Ranch Cheddar Egg Muffin Cups (Print View)

Savory egg muffins with crispy bacon, sharp cheddar, and zesty ranch—perfect for meal-prep breakfasts.

# Components:

→ Eggs & Dairy

01 - 8 large eggs
02 - ⅓ cup whole milk
03 - 1 cup shredded sharp cheddar cheese

→ Meats

04 - 6 slices bacon, cooked and crumbled

→ Seasonings

05 - 1 packet (1 oz) dry ranch dressing mix
06 - ¼ teaspoon freshly ground black pepper

→ Vegetables

07 - ¼ cup finely chopped chives or green onions, optional

→ For Greasing

08 - Nonstick cooking spray or butter

# Method:

01 - Preheat oven to 350°F. Lightly grease a 12-cup muffin tin with nonstick spray or butter.
02 - In a large mixing bowl, whisk together eggs and milk until well combined.
03 - Stir in ranch dressing mix, black pepper, cooked bacon, cheddar cheese, and chives if using until evenly distributed.
04 - Pour egg mixture evenly into prepared muffin tin, filling each cup approximately three-quarters full.
05 - Bake for 18 to 22 minutes, or until centers are just set and tops are lightly golden.
06 - Let muffins cool in tin for 5 minutes, then run a knife around each cup to release.

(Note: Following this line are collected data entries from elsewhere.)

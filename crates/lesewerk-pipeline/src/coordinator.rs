// SPDX-License-Identifier: PMPL-1.0-or-later
// Copyright (c) 2026 Jonathan D.A. Jewell (hyperpolymath) <jonathan.jewell@open.ac.uk>
//
// Pipeline coordinator — owns the recognition run lifecycle.
//
// Every submit mints a new `RunId` and makes it current. Recognition runs on
// a blocking thread; its progress is funnelled back over a channel and every
// update (progress, completion, failure) is applied only if its run is still
// the current one. Results from superseded runs are discarded, so the output
// slot always reflects the newest submission.

use std::sync::{Arc, Mutex, MutexGuard, PoisonError};
use std::time::Duration;

use lesewerk_core::config::AppConfig;
use lesewerk_core::error::{LesewerkError, Result};
use lesewerk_core::types::{ImageSource, RecognitionRun, RunId, SourceOrigin};
use lesewerk_document::{PageRasterizer, TextRecognizer};
use tokio::sync::{mpsc, watch};
use tokio::task::JoinHandle;
use tracing::{debug, info, instrument, warn};

use crate::output::{normalize_text, OutputSlot, ProgressDisplay};

/// Coordinator settings, derived from [`AppConfig`].
#[derive(Debug, Clone, PartialEq)]
pub struct PipelineConfig {
    /// Recognition language handed to the recognizer.
    pub language: String,
    /// Scale for PDF page-1 rasterization.
    pub pdf_scale: f32,
    /// How long "Done!" stays up before the progress bar hides.
    pub completion_linger: Duration,
}

impl Default for PipelineConfig {
    fn default() -> Self {
        Self::from(&AppConfig::default())
    }
}

impl From<&AppConfig> for PipelineConfig {
    fn from(config: &AppConfig) -> Self {
        Self {
            language: config.language.clone(),
            pdf_scale: config.pdf_scale,
            completion_linger: Duration::from_millis(config.completion_linger_ms),
        }
    }
}

/// Everything the UI renders, published after each accepted update.
#[derive(Debug, Clone, Default)]
pub struct PipelineSnapshot {
    pub run: RecognitionRun,
    pub output: OutputSlot,
    pub progress: ProgressDisplay,
}

/// A submitted run. Dropping it does not cancel the run.
#[derive(Debug)]
pub struct RunTicket {
    id: RunId,
    task: JoinHandle<()>,
}

impl RunTicket {
    pub fn id(&self) -> RunId {
        self.id
    }

    /// Wait until the run's pipeline task has finished, whether or not its
    /// result was published.
    pub async fn finished(self) {
        if let Err(e) = self.task.await {
            warn!(run = %self.id, error = %e, "pipeline task ended abnormally");
        }
    }
}

enum Job {
    Image(ImageSource),
    Pdf(Vec<u8>),
}

struct State {
    latest: RunId,
    run: RecognitionRun,
    output: OutputSlot,
    progress: ProgressDisplay,
}

impl State {
    fn snapshot(&self) -> PipelineSnapshot {
        PipelineSnapshot {
            run: self.run.clone(),
            output: self.output.clone(),
            progress: self.progress.clone(),
        }
    }

    /// Whether an update for `run` may still change what is shown.
    fn accepts(&self, run: RunId) -> bool {
        self.latest == run && self.run.is_running()
    }
}

struct Shared {
    state: Mutex<State>,
    updates: watch::Sender<PipelineSnapshot>,
}

/// Drives image and PDF sources through recognition into the output slot.
///
/// Cheap to clone; clones share state. `submit` and `submit_pdf` spawn onto
/// the current Tokio runtime and must be called from within one.
#[derive(Clone)]
pub struct PipelineCoordinator {
    shared: Arc<Shared>,
    recognizer: Arc<dyn TextRecognizer>,
    rasterizer: Option<Arc<dyn PageRasterizer>>,
    config: Arc<PipelineConfig>,
}

impl PipelineCoordinator {
    pub fn new(
        recognizer: Arc<dyn TextRecognizer>,
        rasterizer: Option<Arc<dyn PageRasterizer>>,
        config: PipelineConfig,
    ) -> Self {
        let state = State {
            latest: RunId::default(),
            run: RecognitionRun::idle(),
            output: OutputSlot::Empty,
            progress: ProgressDisplay::hidden(),
        };
        let (updates, _) = watch::channel(state.snapshot());
        info!(
            recognizer = recognizer.name(),
            pdf = rasterizer.is_some(),
            language = %config.language,
            "pipeline coordinator ready"
        );
        Self {
            shared: Arc::new(Shared {
                state: Mutex::new(state),
                updates,
            }),
            recognizer,
            rasterizer,
            config: Arc::new(config),
        }
    }

    pub fn config(&self) -> &PipelineConfig {
        &self.config
    }

    pub fn can_render_pdf(&self) -> bool {
        self.rasterizer.is_some()
    }

    // -- Submission ---------------------------------------------------------

    /// Start recognising an encoded image. Supersedes any run in flight.
    ///
    /// An empty payload still starts a run; it fails straight away.
    #[instrument(skip(self, source), fields(origin = ?source.origin, bytes = source.len()))]
    pub fn submit(&self, source: ImageSource) -> RunTicket {
        let id = self.begin_run(source.origin, ProgressDisplay::starting());
        self.spawn(id, Job::Image(source))
    }

    /// Start recognising page 1 of a PDF. Supersedes any run in flight.
    ///
    /// The page is rasterized inside the run; load and render failures are
    /// reported through the output slot like any recognition failure.
    #[instrument(skip(self, document), fields(bytes = document.len()))]
    pub fn submit_pdf(&self, document: Vec<u8>) -> RunTicket {
        let id = self.begin_run(SourceOrigin::PdfPage, ProgressDisplay::rendering());
        self.spawn(id, Job::Pdf(document))
    }

    fn begin_run(&self, origin: SourceOrigin, progress: ProgressDisplay) -> RunId {
        let mut state = self.lock();
        if state.run.is_running() {
            debug!(run = %state.latest, "superseding run in flight");
        }
        let id = state.latest.next();
        state.latest = id;
        state.run = RecognitionRun::start(id, origin);
        state.output = OutputSlot::Empty;
        state.progress = progress;
        self.publish(&state);
        info!(run = %id, ?origin, "recognition run started");
        id
    }

    fn spawn(&self, id: RunId, job: Job) -> RunTicket {
        let this = self.clone();
        let task = tokio::spawn(async move { this.drive(id, job).await });
        RunTicket { id, task }
    }

    async fn drive(self, run: RunId, job: Job) {
        let source = match job {
            Job::Image(source) => source,
            Job::Pdf(document) => match self.rasterize(document).await {
                Ok(source) => {
                    if !self.is_current(run) {
                        debug!(%run, "superseded during rasterization; skipping recognition");
                        return;
                    }
                    self.mark_recognizing(run);
                    source
                }
                Err(e) => {
                    self.on_error(run, &e.to_string());
                    return;
                }
            },
        };

        match self.recognize(run, source).await {
            Ok(text) => {
                self.on_complete(run, &text);
            }
            Err(e) => {
                self.on_error(run, &e.to_string());
            }
        }
    }

    async fn rasterize(&self, document: Vec<u8>) -> Result<ImageSource> {
        let rasterizer = self.rasterizer.clone().ok_or_else(|| {
            LesewerkError::DocumentLoadFailure("PDF rendering is not available in this build".into())
        })?;
        let scale = self.config.pdf_scale;
        tokio::task::spawn_blocking(move || rasterizer.render_first_page(&document, scale))
            .await
            .map_err(|e| LesewerkError::DocumentLoadFailure(format!("PDF renderer stopped: {e}")))?
    }

    async fn recognize(&self, run: RunId, source: ImageSource) -> Result<String> {
        if source.is_empty() {
            return Err(LesewerkError::RecognitionFailure("empty image payload".into()));
        }

        let (tx, mut rx) = mpsc::unbounded_channel::<u8>();
        let recognizer = Arc::clone(&self.recognizer);
        let language = self.config.language.clone();
        let task = tokio::task::spawn_blocking(move || {
            let mut report = |percent: u8| {
                // Receiver only goes away if the coordinator task was dropped.
                let _ = tx.send(percent);
            };
            recognizer.recognize(&source.data, &language, &mut report)
        });

        // The sender lives in the blocking closure, so this drains every
        // progress event before the terminal result is looked at.
        while let Some(percent) = rx.recv().await {
            self.on_progress(run, percent);
        }

        task.await
            .map_err(|e| LesewerkError::RecognitionFailure(format!("recognizer stopped: {e}")))?
    }

    // -- Run callbacks ------------------------------------------------------

    /// Record progress for `run`. Returns whether it was applied.
    ///
    /// Values above 100 are clamped and the shown percentage never moves
    /// backwards within a run.
    pub fn on_progress(&self, run: RunId, percent: u8) -> bool {
        let mut state = self.lock();
        if !state.accepts(run) {
            debug!(%run, percent, "dropping progress from stale run");
            return false;
        }
        let percent = percent.min(100).max(state.run.progress);
        state.run.progress = percent;
        state.progress = ProgressDisplay::reading(percent);
        self.publish(&state);
        true
    }

    /// Publish recognised text for `run`. Returns whether it was applied.
    ///
    /// Text is trimmed; nothing left means the "No text detected." placeholder.
    /// The progress bar shows "Done!" and hides after the configured linger.
    pub fn on_complete(&self, run: RunId, text: &str) -> bool {
        let text = normalize_text(text);
        {
            let mut state = self.lock();
            if !state.accepts(run) {
                debug!(%run, "discarding result from superseded run");
                return false;
            }
            state.run.succeed(text.clone());
            state.output = OutputSlot::Text(text);
            state.progress = ProgressDisplay::done();
            self.publish(&state);
        }
        info!(%run, "recognition succeeded");
        self.schedule_progress_hide(run);
        true
    }

    /// Publish a failure for `run`. Returns whether it was applied.
    ///
    /// The output shows `Error: <detail>` and the progress bar hides at once.
    pub fn on_error(&self, run: RunId, detail: &str) -> bool {
        let mut state = self.lock();
        if !state.accepts(run) {
            debug!(%run, detail, "discarding failure from superseded run");
            return false;
        }
        state.run.fail(detail.to_owned());
        state.output = OutputSlot::Error(detail.to_owned());
        state.progress = ProgressDisplay::hidden();
        self.publish(&state);
        warn!(%run, detail, "recognition failed");
        true
    }

    fn mark_recognizing(&self, run: RunId) {
        let mut state = self.lock();
        if state.accepts(run) {
            state.progress = ProgressDisplay::starting();
            self.publish(&state);
        }
    }

    fn schedule_progress_hide(&self, run: RunId) {
        let linger = self.config.completion_linger;
        match tokio::runtime::Handle::try_current() {
            Ok(handle) if !linger.is_zero() => {
                let this = self.clone();
                handle.spawn(async move {
                    tokio::time::sleep(linger).await;
                    this.hide_progress_if_current(run);
                });
            }
            _ => self.hide_progress_if_current(run),
        }
    }

    fn hide_progress_if_current(&self, run: RunId) {
        let mut state = self.lock();
        // A newer run owns the bar now.
        if state.latest != run {
            return;
        }
        state.progress = ProgressDisplay::hidden();
        self.publish(&state);
    }

    // -- Observation --------------------------------------------------------

    pub fn snapshot(&self) -> PipelineSnapshot {
        self.lock().snapshot()
    }

    /// Receive a snapshot after every applied update.
    pub fn subscribe(&self) -> watch::Receiver<PipelineSnapshot> {
        self.shared.updates.subscribe()
    }

    pub fn output(&self) -> OutputSlot {
        self.lock().output.clone()
    }

    /// The output slot exactly as displayed.
    pub fn output_text(&self) -> String {
        self.lock().output.display()
    }

    pub fn current_run(&self) -> RecognitionRun {
        self.lock().run.clone()
    }

    pub fn is_current(&self, run: RunId) -> bool {
        self.lock().latest == run
    }

    fn lock(&self) -> MutexGuard<'_, State> {
        self.shared
            .state
            .lock()
            .unwrap_or_else(PoisonError::into_inner)
    }

    fn publish(&self, state: &State) {
        self.shared.updates.send_replace(state.snapshot());
    }
}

Serve warm or cool completely for storage.

# Expert Advice:

01 -
  • They taste indulgent—crispy bacon and sharp cheddar in every bite—but they're actually quick to prep and freeze beautifully for chaotic mornings.
  • That ranch seasoning packet does the heavy lifting for flavor, so there's no fumbling with multiple spices before coffee kicks in.
  • You can eat them cold straight from the fridge, warm them up, or even toss one in your bag for later without guilt.
02 -
  • The difference between set and overcooked is about 2 minutes, so check early—the centers should jiggle just slightly when you nudge the tin, and they'll firm up as they cool.
  • If your ranch mix is salty (which most are), taste your mixture before adding extra salt, because the bacon already brings sodium and it's easy to oversalt.
03 -
  • Let your bacon sit on paper towels and break it up fine so you get little pieces distributed throughout instead of huge chunks that won't cut evenly.
  • If you want to make these dairy-free, unsweetened almond milk works and so does lactose-free cheese—the texture stays nearly identical, which I discovered by accident when a friend was visiting.